Thursday, June 19, 2014

Legislatif dan Kemarau Budaya


            Dalam teori John Locke (1632-1704) seorang filosof Inggris yang pada tahun 1690 yang menerbitkan buku “Two Treties on Civil Government”, ia mengemukakan adanya tiga macam kekuasaan di dalam Negara yang harus diserahkan kepada badan yang masing-masing berdiri sendiri. Salah satunya tentu kita mengenal kekuasaan legislatif.  Menurut definisi dari wikipedia, “Legislatif adalah badan deliberatif pemerintah dengan kuasa membuat hukum. Legislatif dikenal dengan beberapa nama, yaitu parlemen, kongres, dan asembli nasional. Dalam sistem Parlemen, legislatif adalah badan tertinggi dan menunjuk eksekutif. Dalam sistem Presidentil, legislatif adalah cabang pemerintahan yang sama, dan bebas, dari eksekutif. Sebagai tambahan atas menetapkan hukum, legislatif biasanya juga memiliki kuasa untuk menaikkan pajak dan menerapkan budget dan pengeluaran uang lainnya. Legislatif juga kadangkala menulis perjanjian dan memutuskan perang”.[1]

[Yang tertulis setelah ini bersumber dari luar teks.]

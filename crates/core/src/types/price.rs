//! Type-safe price representation using decimal arithmetic.
//!
//! The commerce API reports prices as JSON floats in a single store currency.
//! They are converted to [`Decimal`] once, at the ingestion boundary, so that
//! cart totals never accumulate binary floating point error.

use core::fmt;
use core::iter::Sum;
use core::ops::Add;

use rust_decimal::Decimal;
use serde::{Deserialize, Serialize};

/// A non-currency-tagged price in the store currency.
#[derive(
    Debug, Clone, Copy, PartialEq, Eq, Hash, PartialOrd, Ord, Default, Serialize, Deserialize,
)]
#[serde(transparent)]
pub struct Price(Decimal);

impl Price {
    /// A price of zero.
    pub const ZERO: Self = Self(Decimal::ZERO);

    /// Create a new price.
    #[must_use]
    pub const fn new(amount: Decimal) -> Self {
        Self(amount)
    }

    /// Create a price from an amount in cents.
    #[must_use]
    pub fn from_cents(cents: i64) -> Self {
        Self(Decimal::new(cents, 2))
    }

    /// The underlying decimal amount.
    #[must_use]
    pub const fn amount(&self) -> Decimal {
        self.0
    }

    /// The price of `quantity` units at this unit price.
    #[must_use]
    pub fn times(self, quantity: u32) -> Self {
        Self(self.0 * Decimal::from(quantity))
    }
}

impl From<Decimal> for Price {
    fn from(amount: Decimal) -> Self {
        Self(amount)
    }
}

impl Add for Price {
    type Output = Self;

    fn add(self, rhs: Self) -> Self {
        Self(self.0 + rhs.0)
    }
}

impl Sum for Price {
    fn sum<I: Iterator<Item = Self>>(iter: I) -> Self {
        iter.fold(Self::ZERO, Add::add)
    }
}

impl fmt::Display for Price {
    /// Formats for display, e.g. `$19.99`.
    fn fmt(&self, f: &mut fmt::Formatter<'_>) -> fmt::Result {
        write!(f, "${:.2}", self.0)
    }
}
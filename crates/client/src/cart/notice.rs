//! User-facing notifications emitted by the coalescer.
//!
//! Flush and reconciliation errors never propagate to the code that recorded
//! the edit. They are sent here instead, for the UI to show as a transient
//! toast.

use cartsync_core::NetDelta;
use tokio::sync::mpsc;

/// Receiving half of the notice channel.
pub type NoticeReceiver = mpsc::UnboundedReceiver<CartNotice>;

/// A notification about background cart synchronization.
#[derive(Debug, Clone, PartialEq, Eq)]
pub enum CartNotice {
    /// A flush was rejected or failed in transit. Sent once per failed server
    /// call; the projection is re-synchronized regardless.
    FlushFailed {
        /// The net changes that call carried.
        deltas: Vec<NetDelta>,
        /// Human-readable failure message.
        message: String,
        /// The backend no longer recognizes the user.
        reauth_required: bool,
    },
    /// The authoritative cart could not be fetched; the displayed cart may be
    /// stale until the next successful fetch.
    SyncFailed {
        /// Human-readable failure message.
        message: String,
        /// The backend no longer recognizes the user.
        reauth_required: bool,
    },
}

impl CartNotice {
    /// Text suitable for a toast.
    #[must_use]
    pub fn message(&self) -> &str {
        match self {
            Self::FlushFailed { message, .. } | Self::SyncFailed { message, .. } => message,
        }
    }

    /// Whether the user must log in again.
    #[must_use]
    pub const fn reauth_required(&self) -> bool {
        match self {
            Self::FlushFailed {
                reauth_required, ..
            }
            | Self::SyncFailed {
                reauth_required, ..
            } => *reauth_required,
        }
    }
}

                Dalam teori trias politica dan hubungannya dengan kehidupan politik kampus hari ini, rasanya masih ditemukan problema yang itu-itu saja, yakni tidak sinerginya hubungan kerja antara lembaga legislatif dan lembaga eksekutif. Sederhananya bisa dikatakan bahwa antara si pembuat kebijakan dan si pelaksana kebijakan tidak berjalan sambil bergandengan tangan. Padahal semestinya politik kampus sudah berdamai dengan problema semacam itu.

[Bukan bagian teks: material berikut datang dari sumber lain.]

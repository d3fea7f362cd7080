//! Run the in-memory commerce backend.
//!
//! Seeds the demo catalog (products 1-5) and the user `demo`, then serves
//! until interrupted.

use std::net::SocketAddr;

use cartsync_mock_backend::MockBackend;
use tracing::info;

/// Serve the demo backend on `addr` until Ctrl-C.
///
/// # Errors
///
/// Returns an error if the address cannot be bound or the server fails.
pub async fn run(addr: SocketAddr) -> Result<(), std::io::Error> {
    let backend = MockBackend::demo();
    let (local_addr, server) = cartsync_mock_backend::spawn(addr, backend).await?;
    info!(
        "Serving demo catalog at http://{local_addr} (export CARTSYNC_API_BASE_URL=http://{local_addr})"
    );

    tokio::select! {
        result = server => {
            result.map_err(std::io::Error::other)??;
        }
        result = tokio::signal::ctrl_c() => {
            result?;
            info!("Shutting down mock backend");
        }
    }
    Ok(())
}
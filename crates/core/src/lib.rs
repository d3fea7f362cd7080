//! Cartsync Core - Shared cart types.
//!
//! This crate provides the record shapes used across all cartsync components:
//! - `client` - Optimistic cart projection and mutation coalescer
//! - `mock-backend` - In-memory commerce API used for demos and tests
//! - `cli` - Command-line front end
//!
//! # Architecture
//!
//! The core crate contains only types - no I/O, no HTTP clients, no timers.
//! Every collaborator payload (search results, recommendations, cart fetches)
//! is normalized into these shapes at the boundary where it is ingested.
//!
//! # Modules
//!
//! - [`types`] - Newtype IDs, prices, products and cart lines

#![cfg_attr(not(test), forbid(unsafe_code))]

pub mod types;

pub use types::*;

            Mengacu pada peraturan OPMAWA, yakni dalam pasal  20 ayat (2)C dan peraturan MPA Pasal 11 ayat (4) yang telah dibuat oleh badan legislasi Majelis Tinggi Mahasiswa (yang selanjutnya disebut dengan MTM), jika dilihat dari kaca mata lembaga eksekutif tentu peraturan-peraturan tersebut dirasa sangat 'kering', hingga menjadi hal yang didebatkan dalam pembahasan antara BEM dan MTM. Mengapa? Sebabnya hanya satu, yakni 'kering'nya toleransi lembaga legislatif terhadap kultur daerah masing-masing lembaga eksekutif. Anggap saja peraturan yang kemarau akan kultur atau budaya.

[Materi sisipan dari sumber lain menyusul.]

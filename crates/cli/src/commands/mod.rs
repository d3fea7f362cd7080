//! CLI subcommands.

pub mod cart;
pub mod mock_server;
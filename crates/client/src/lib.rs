//! Cartsync client library.
//!
//! Keeps a locally mutable cart projection responsive to rapid +/- edits
//! while an authoritative commerce API holds the real cart. Bursts of edits
//! are coalesced per product into one net change, submitted after a quiet
//! period, and the projection is then reconciled against a fresh fetch.
//!
//! # Modules
//!
//! - [`cart`] - Cart projection store, mutation coalescer, user notices
//! - [`api`] - Commerce API contract and its HTTP implementation
//! - [`session`] - Per-user wiring of store, coalescer and API
//! - [`config`] - Environment configuration
//! - [`telemetry`] - Tracing and Sentry setup

#![cfg_attr(not(test), forbid(unsafe_code))]

pub mod api;
pub mod cart;
pub mod config;
pub mod error;
pub mod session;
pub mod telemetry;

#[cfg(test)]
pub(crate) mod test_support;

pub use api::{ApiError, CommerceApi, HttpCommerceClient};
pub use cart::{CartCoalescer, CartNotice, CartStatus, CartStore, NoticeReceiver};
pub use config::{CartSyncConfig, SyncSettings};
pub use error::CartError;
pub use session::CartSession;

            Mengacuhkan kultur atau budaya yang dimiliki oleh masing-masing daerah dalam membuat undang-undang adalah hal yang pasti menimbulkan polemik. Sebab kultur atau budaya adalah hal yang sudah menjadi bagian dari identitas tiap daerah. Perihal kebudayaan, pernyataan Novinger (2001) rasanya sangat pas untuk menggambarkan betapa pentingnya sebuah kultur atau budaya, dalam buku Intercultural Communication ia menyatakan bahwa, “Culture is communication and communication is culture”[2]. Ya, begitulah budaya yang dinilai sama pentingnya dengan komunikasi, yang tidak mungkin terlepas dari kehidupan sehari-hari, sejak terbangun dipagi hari hingga terlelap dimalam hari, setiap manusia pasti membutuhkan komunikasi.

            Maka bagi saya, lembaga legislatif kampus yang ideal adalah lembaga legislatif yang mengindahkan kultur atau budaya dari masing-masing daerah. Serta menghargai perbedaan kultur atau budaya yang dimiliki oleh masing-masing daerah tiap lembaga eksekutif (tanpa melanggar nilai dan norma yang ada). Dengan adanya toleransi budaya, bisa dipastikan ketegangan yang terjadi antara lembaga legislatif dan lembaga eksekutif kampus hijau hari ini dapat diminimalisir. Ya, sesederhana itu.






[1] www.wikipedia/wiki/lembaga_legislatif
[2] Novinger, T. (2001). Intercultural Communication, A Practical Guide. Dalam T. Novinger, Intercultural Communication, A Practical Guide (hal. 12). Texas: LIBRARY OF CONGRESS CATALOGING-IN-PUBLICATION DATA.